Sparkling is equipped with a Notebook-based online interactive environment. You can analyze and process data in Sparkling by running code in Notebook.
Supported languages include SQL, Python, and Spark. Sparkling SQL is a structured query language with syntax similar to MySQL, Oracle, and Hive SQL. It is compatible with ANSI SQL 2003, the industry SQL standard. Users who are familiar with traditional databases or Hive can easily get started with it. In addition to standard SQL operations, it has a rich set of embedded advanced functions that cover common mathematical operations, statistical analysis, and time and date computation.
You can also run Spark and PySpark programs in Sparkling Notebook, which facilitates the development of more flexible data analysis programs.
Sparkling Notebook offers data visualization tools. By dragging and dropping components, you can visualize data in Notebook in a variety of ways, such as pie charts and scatter plots. By combining interactive programming and data visualization, you can easily analyze and debug your data. You can also display the data analysis results in the form of reports and export and download them to a local file system.
Sparkling also offers many auxiliary features to help boost productivity. For example, you can organize your own notebooks by project and view data tables in an SQL IDE.
Sparkling supports setting periodic data import and Notebook tasks runs for continuous data updates. The schedule scale ranges from hour to month. Sparkling comes with reliable periodic scheduling and supports backfill task scheduling.
In addition to basic data import and scheduled Notebook tasks, you can mix and match data import and Notebook to form a DAG workflow task, which Sparkling will schedule by dependency. In complex data analysis pipelines and data science scenarios, this feature is especially useful.
Data import and scheduled Notebook tasks can be viewed and managed via Sparkling's consolidated task management interface. You can perform various operations such as viewing task status and history information, temporarily triggering tasks, or terminating tasks.
Sparkling comes with powerful elastic scalability. Computation and storage are separated and worker nodes of the cluster are divided into core nodes and elastic compute nodes. Manual and/or automated scale-out of high numbers of nodes and scale-up/down of computing and storing devices can be quickly achieved using Data Studio or Cloud API. Automated elastic scale-in is available to elastic compute nodes to meet changing business developments.
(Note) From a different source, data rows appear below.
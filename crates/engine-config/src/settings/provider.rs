use serde::{Deserialize, Serialize};

#[derive(Debug, Clone, Copy, PartialEq, Eq, Serialize, Deserialize)]
#[serde(rename_all = "lowercase")]
pub enum ProviderKind {
    Aws,
    Local,
    Memory,
}

#[derive(Debug, Clone, Serialize, Deserialize)]
pub struct CloudProviderSettings {
    pub cloud_provider_type: ProviderKind,

    #[serde(default)]
    pub aws: Option<AwsSettings>,

    #[serde(default)]
    pub local: Option<LocalSettings>,

    /// Upper bound of a single persist call.
    #[serde(default = "default_timeout_secs")]
    pub timeout_secs: u64,
}

impl CloudProviderSettings {
    pub fn memory() -> Self {
        Self {
            cloud_provider_type: ProviderKind::Memory,
            aws: None,
            local: None,
            timeout_secs: default_timeout_secs(),
        }
    }
}

fn default_timeout_secs() -> u64 {
    60
}

/// S3 and S3-compatible stores. Credentials left unset are taken from the environment.
#[derive(Clone, Default, Serialize, Deserialize)]
pub struct AwsSettings {
    pub bucket: String,

    #[serde(default)]
    pub region: Option<String>,

    #[serde(default)]
    pub endpoint: Option<String>,

    #[serde(default, skip_serializing)]
    pub access_key_id: Option<String>,

    #[serde(default, skip_serializing)]
    pub secret_access_key: Option<String>,

    #[serde(default, skip_serializing)]
    pub session_token: Option<String>,

    /// Allow plain http endpoints (local S3 emulators).
    #[serde(default)]
    pub allow_http: bool,
}

impl std::fmt::Debug for AwsSettings {
    fn fmt(&self, f: &mut std::fmt::Formatter<'_>) -> std::fmt::Result {
        f.debug_struct("AwsSettings")
            .field("bucket", &self.bucket)
            .field("region", &self.region)
            .field("endpoint", &self.endpoint)
            .field("access_key_id", &self.access_key_id.as_ref().map(|_| "***"))
            .field("secret_access_key", &self.secret_access_key.as_ref().map(|_| "***"))
            .field("session_token", &self.session_token.as_ref().map(|_| "***"))
            .field("allow_http", &self.allow_http)
            .finish()
    }
}

#[derive(Debug, Clone, Serialize, Deserialize)]
pub struct LocalSettings {
    pub root: String,
}
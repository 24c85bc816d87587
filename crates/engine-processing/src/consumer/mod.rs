pub mod coordinator;
pub mod trigger;

pub use coordinator::{BatchCoordinator, CoordinatorState, StreamSummary};
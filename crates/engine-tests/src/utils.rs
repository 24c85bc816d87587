#![allow(dead_code)]

use async_trait::async_trait;
use bytes::Bytes;
use connectors::{
    singer::SingerReader,
    storage::{StorageError, StorageSink, object::ObjectStorageSink},
};
use engine_config::settings::TargetConfig;
use engine_runtime::{
    error::RuntimeError,
    execution::executor::{RunSummary, run},
};
use futures::TryStreamExt;
use model::core::identifiers::StorageKey;
use object_store::{ObjectStore, path::Path};
use serde_json::{Value, json};
use std::sync::{Arc, Mutex};
use tokio_util::sync::CancellationToken;

/// Config writing `format_type` artifacts without any date segments.
pub fn config(format_type: &str) -> TargetConfig {
    let mut config = TargetConfig::in_memory();
    config.format.format_type = format_type.to_string();
    config.append_date_to_prefix = false;
    config.append_date_to_filename = false;
    config.format.batch.max_age_secs = 0;
    config.retry.base_delay_ms = 1;
    config.retry.max_delay_ms = 5;
    config
}

pub fn schema(stream: &str) -> Value {
    json!({"type": "SCHEMA", "stream": stream, "schema": {"type": "object"}, "key_properties": []})
}

pub fn record(stream: &str, record: Value) -> Value {
    json!({"type": "RECORD", "stream": stream, "record": record})
}

pub fn state(value: Value) -> Value {
    json!({"type": "STATE", "value": value})
}

/// One message per line, as a tap writes them.
pub fn singer_input(messages: &[Value]) -> String {
    messages
        .iter()
        .map(|m| format!("{m}\n"))
        .collect::<String>()
}

pub struct RunOutput {
    pub result: Result<RunSummary, RuntimeError>,
    pub state_lines: Vec<String>,
}

/// Runs `input` through the executor; state messages are captured.
pub async fn run_singer(
    config: TargetConfig,
    sink: Arc<dyn StorageSink>,
    input: &str,
) -> RunOutput {
    let mut out = Vec::new();
    let result = run(
        Arc::new(config),
        sink,
        SingerReader::new(input.as_bytes()),
        &mut out,
        CancellationToken::new(),
    )
    .await;

    let state_lines = String::from_utf8(out)
        .unwrap()
        .lines()
        .map(str::to_string)
        .collect();
    RunOutput {
        result,
        state_lines,
    }
}

/// All keys in `store`, sorted.
pub async fn list_keys(store: &Arc<dyn ObjectStore>) -> Vec<String> {
    let objects: Vec<_> = store.list(None).try_collect().await.unwrap();
    let mut keys: Vec<String> = objects.into_iter().map(|m| m.location.to_string()).collect();
    keys.sort();
    keys
}

pub async fn read_object(store: &Arc<dyn ObjectStore>, key: &str) -> Bytes {
    let path = Path::parse(key).unwrap();
    store.get(&path).await.unwrap().bytes().await.unwrap()
}

pub async fn read_text(store: &Arc<dyn ObjectStore>, key: &str) -> String {
    String::from_utf8(read_object(store, key).await.to_vec()).unwrap()
}

/// How [`FlakySink`] answers the next attempts.
#[derive(Debug, Clone, Copy)]
pub enum Fault {
    Transient,
    Permanent,
}

/// Fails scripted attempts, then delegates to an in-memory object store.
pub struct FlakySink {
    inner: ObjectStorageSink,
    faults: Mutex<Vec<Fault>>,
    attempts: Mutex<Vec<(String, Bytes)>>,
}

impl FlakySink {
    pub fn new(faults: Vec<Fault>) -> Arc<Self> {
        Arc::new(Self {
            inner: ObjectStorageSink::in_memory(),
            faults: Mutex::new(faults.into_iter().rev().collect()),
            attempts: Mutex::default(),
        })
    }

    pub fn store(&self) -> Arc<dyn ObjectStore> {
        self.inner.store()
    }

    pub fn attempts(&self) -> Vec<(String, Bytes)> {
        self.attempts.lock().unwrap().clone()
    }
}

#[async_trait]
impl StorageSink for FlakySink {
    async fn persist(&self, key: &StorageKey, body: Bytes) -> Result<(), StorageError> {
        self.attempts
            .lock()
            .unwrap()
            .push((key.to_string(), body.clone()));

        let fault = self.faults.lock().unwrap().pop();
        match fault {
            Some(Fault::Transient) => Err(StorageError::transient(key, "503 Slow Down")),
            Some(Fault::Permanent) => Err(StorageError::permanent(key, "403 Access Denied")),
            None => self.inner.persist(key, body).await,
        }
    }

    fn describe(&self) -> String {
        format!("flaky {}", self.inner.describe())
    }
}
Sparkling has a metadata management module that enables registration, import, storage, retrieval, export and release of technical, management and business metadata, while providing a rich set of data management capabilities such as data maps, data dictionaries, data lineage and impact analysis, metadata version management, metadata statistical analysis and data quality reports.
Sparkling features a project management module that enables you to create project spaces by your organization's internal product lines, teams and projects and manage project personnel and notebooks.